----- ENTRIES SHOWN -----

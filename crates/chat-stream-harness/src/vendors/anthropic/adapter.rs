use std::collections::VecDeque;
use std::pin::Pin;

use bytes::Bytes;
use futures::StreamExt as _;
use futures::stream;
use tracing::debug;

use crate::errors::{HarnessError, ProviderError};
use crate::model::ProviderId;
use crate::provider::{FrameRequest, FrameSource, FrameStream};

use super::ANTHROPIC_PROVIDER;
use super::config::AnthropicClientConfig;
use super::transport::{SseDecoder, sse_frame_to_event_frame};

type ByteStream =
    Pin<Box<dyn futures::Stream<Item = Result<Bytes, reqwest::Error>> + Send + 'static>>;

/// Frame source backed by the Anthropic Messages API (streaming).
pub struct AnthropicProvider {
    client: reqwest::Client,
    config: AnthropicClientConfig,
}

impl AnthropicProvider {
    /// Creates a provider from explicit client configuration.
    pub fn new(config: AnthropicClientConfig) -> Result<Self, HarnessError> {
        if config.api_key.trim().is_empty() {
            return Err(HarnessError::Config(
                "Anthropic client config api_key must not be empty".into(),
            ));
        }
        let client = reqwest::Client::builder()
            .timeout(config.timeout)
            .build()
            .map_err(|e| HarnessError::Config(format!("failed to build Anthropic client: {e}")))?;
        Ok(Self { client, config })
    }

    /// Creates a provider using `ANTHROPIC_API_KEY`.
    pub fn from_env() -> Result<Self, HarnessError> {
        Self::new(AnthropicClientConfig::from_env()?)
    }
}

#[async_trait::async_trait]
impl FrameSource for AnthropicProvider {
    fn id(&self) -> ProviderId {
        ProviderId::new(ANTHROPIC_PROVIDER)
    }

    async fn open_stream(&self, req: FrameRequest) -> Result<FrameStream, ProviderError> {
        let provider_id = self.id();
        let body = build_request_body(&req)?;
        debug!(run_id = %req.run_id, model = %req.model.model, "starting Anthropic messages stream");

        let mut http_req = self
            .client
            .post(self.config.messages_url())
            .header("x-api-key", &self.config.api_key)
            .header("anthropic-version", &req.body.anthropic_version)
            .json(&body);
        if let Some(timeout) = req.options.timeout {
            http_req = http_req.timeout(timeout);
        }

        let response = http_req.send().await.map_err(|e| {
            ProviderError::transport(provider_id.clone(), format!("Anthropic request failed: {e}"))
        })?;
        let status = response.status();
        if !status.is_success() {
            let body = response
                .text()
                .await
                .unwrap_or_else(|_| "<unreadable body>".to_string());
            return Err(ProviderError::provider(
                provider_id,
                format!("Anthropic messages request failed with status {status}: {body}"),
                Some(status.as_u16()),
            ));
        }

        let bytes_stream: ByteStream = Box::pin(response.bytes_stream());
        Ok(Box::pin(event_frame_stream(provider_id, bytes_stream)))
    }
}

/// Builds the wire body: the request without its version string (sent as a
/// header), plus the model and the streaming flag.
pub(crate) fn build_request_body(req: &FrameRequest) -> Result<serde_json::Value, ProviderError> {
    let mut body = serde_json::to_value(&req.body).map_err(|e| {
        ProviderError::protocol(
            ANTHROPIC_PROVIDER,
            format!("failed to serialize request body: {e}"),
        )
    })?;
    let Some(fields) = body.as_object_mut() else {
        return Err(ProviderError::protocol(
            ANTHROPIC_PROVIDER,
            "request body did not serialize to an object",
        ));
    };
    fields.remove("anthropic_version");
    fields.insert("model".into(), serde_json::json!(req.model.model));
    fields.insert("stream".into(), serde_json::json!(true));
    Ok(body)
}

fn event_frame_stream<S>(
    provider_id: ProviderId,
    bytes_stream: S,
) -> impl futures::Stream<Item = Result<Bytes, ProviderError>> + Send
where
    S: futures::Stream<Item = Result<Bytes, reqwest::Error>> + Send + Unpin + 'static,
{
    struct State<S> {
        provider_id: ProviderId,
        bytes_stream: S,
        decoder: SseDecoder,
        pending: VecDeque<Bytes>,
        done: bool,
    }

    stream::try_unfold(
        State {
            provider_id,
            bytes_stream,
            decoder: SseDecoder::default(),
            pending: VecDeque::new(),
            done: false,
        },
        |mut state| async move {
            loop {
                if let Some(frame) = state.pending.pop_front() {
                    return Ok(Some((frame, state)));
                }
                if state.done {
                    return Ok(None);
                }

                match state.bytes_stream.next().await {
                    Some(Ok(chunk)) => {
                        for sse in state.decoder.push_chunk(&chunk) {
                            if let Some(frame) = sse_frame_to_event_frame(&state.provider_id, sse)? {
                                state.pending.push_back(frame);
                            }
                        }
                    }
                    Some(Err(e)) => {
                        return Err(ProviderError::transport(
                            state.provider_id,
                            format!("Anthropic streaming read failed: {e}"),
                        ));
                    }
                    None => {
                        state.done = true;
                        if let Some(sse) = state.decoder.finish()
                            && let Some(frame) = sse_frame_to_event_frame(&state.provider_id, sse)?
                        {
                            state.pending.push_back(frame);
                        }
                    }
                }
            }
        },
    )
}

#[cfg(test)]
mod tests {
    use super::*;
    use crate::Turn;
    use crate::aggregate::aggregate;
    use crate::model::{ModelRef, RunOptions};
    use crate::request::RequestDefaults;

    fn frame_request() -> FrameRequest {
        FrameRequest {
            run_id: uuid::Uuid::new_v4(),
            model: ModelRef::new(ANTHROPIC_PROVIDER, "claude-3-haiku-20240307"),
            body: RequestDefaults::default()
                .system("sys")
                .request(vec![Turn::user_text("hello")]),
            options: RunOptions::default(),
        }
    }

    fn chunks(parts: &[&'static str]) -> impl futures::Stream<Item = Result<Bytes, reqwest::Error>> + Send + Unpin + 'static {
        stream::iter(
            parts
                .iter()
                .map(|p| Ok(Bytes::from_static(p.as_bytes())))
                .collect::<Vec<_>>(),
        )
    }

    #[test]
    fn wire_body_moves_version_to_header_and_adds_model_and_stream() {
        let body = build_request_body(&frame_request()).expect("body");
        assert!(body.get("anthropic_version").is_none());
        assert_eq!(body["model"], "claude-3-haiku-20240307");
        assert_eq!(body["stream"], true);
        assert_eq!(body["max_tokens"], 1024);
        assert_eq!(body["system"], "sys");
        assert_eq!(body["messages"][0]["content"][0]["text"], "hello");
    }

    #[test]
    fn empty_api_key_is_a_config_error() {
        assert!(matches!(
            AnthropicProvider::new(AnthropicClientConfig::new(" ")),
            Err(HarnessError::Config(_))
        ));
    }

    #[tokio::test]
    async fn sse_body_feeds_the_aggregator() {
        let frames = event_frame_stream(
            ProviderId::new(ANTHROPIC_PROVIDER),
            chunks(&[
                "event: message_start\ndata: {\"type\":\"message_start\",\"message\":{\"id\":\"msg_1\",\"usage\":{\"input_tokens\":9}}}\n\n",
                "event: ping\ndata: {\"type\": \"ping\"}\n\nevent: content_block_delta\ndata: {\"type\":\"content_block_delta\",\"delta\":{\"type\":\"text_delta\",\"text\":\"Hi",
                " there\"}}\n\nevent: message_delta\ndata: {\"type\":\"message_delta\",\"delta\":{\"stop_reason\":\"end_turn\"},\"usage\":{\"output_tokens\":3}}\n\n",
                "event: message_stop\ndata: {\"type\":\"message_stop\"}\n\n",
            ]),
        );
        let mut seen = Vec::new();
        let response = aggregate(frames, |t| seen.push(t.to_string()))
            .await
            .expect("response");
        assert_eq!(seen, vec!["Hi there"]);
        assert_eq!(response.id, "msg_1");
        assert_eq!(response.usage.input_tokens, 9);
        assert_eq!(response.usage.output_tokens, 3);
        assert_eq!(response.stop_reason.as_deref(), Some("end_turn"));
    }

    #[tokio::test]
    async fn sse_error_event_fails_the_stream() {
        let frames = event_frame_stream(
            ProviderId::new(ANTHROPIC_PROVIDER),
            chunks(&[
                "event: content_block_delta\ndata: {\"type\":\"content_block_delta\",\"delta\":{\"text\":\"a\"}}\n\n",
                "event: error\ndata: {\"type\":\"error\",\"error\":{\"type\":\"overloaded_error\",\"message\":\"Overloaded\"}}\n\n",
            ]),
        );
        let err = aggregate(frames, |_| {}).await.expect_err("error event");
        assert!(matches!(
            err,
            HarnessError::Provider(ProviderError::Provider { message, .. }) if message.contains("Overloaded")
        ));
    }

    #[tokio::test]
    async fn env_gated_smoke_stream_if_key_present() {
        if std::env::var("ANTHROPIC_API_KEY")
            .unwrap_or_default()
            .trim()
            .is_empty()
        {
            eprintln!("skipping Anthropic smoke test (ANTHROPIC_API_KEY missing)");
            return;
        }

        let client = crate::ChatClient::builder()
            .frame_source(std::sync::Arc::new(
                AnthropicProvider::from_env().expect("provider"),
            ))
            .model("claude-3-haiku-20240307")
            .options(RunOptions::default().timeout(std::time::Duration::from_secs(60)))
            .build()
            .expect("client");

        let body = RequestDefaults::default()
            .max_tokens(16)
            .request(vec![Turn::user_text("Reply with the single word: ok")]);
        let mut fragments = 0;
        let result = client.stream_turn(body, |_| fragments += 1).await;
        assert!(result.is_ok(), "Anthropic smoke failed: {result:?}");
        assert!(fragments > 0);
    }
}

-----

Lines containing the string "ProviderId" are the ones to copy from the entries above.

use crate::model::ProviderId;
    fn id(&self) -> ProviderId {
        ProviderId::new(ANTHROPIC_PROVIDER)
    provider_id: ProviderId,
        provider_id: ProviderId,
            ProviderId::new(ANTHROPIC_PROVIDER),
            ProviderId::new(ANTHROPIC_PROVIDER),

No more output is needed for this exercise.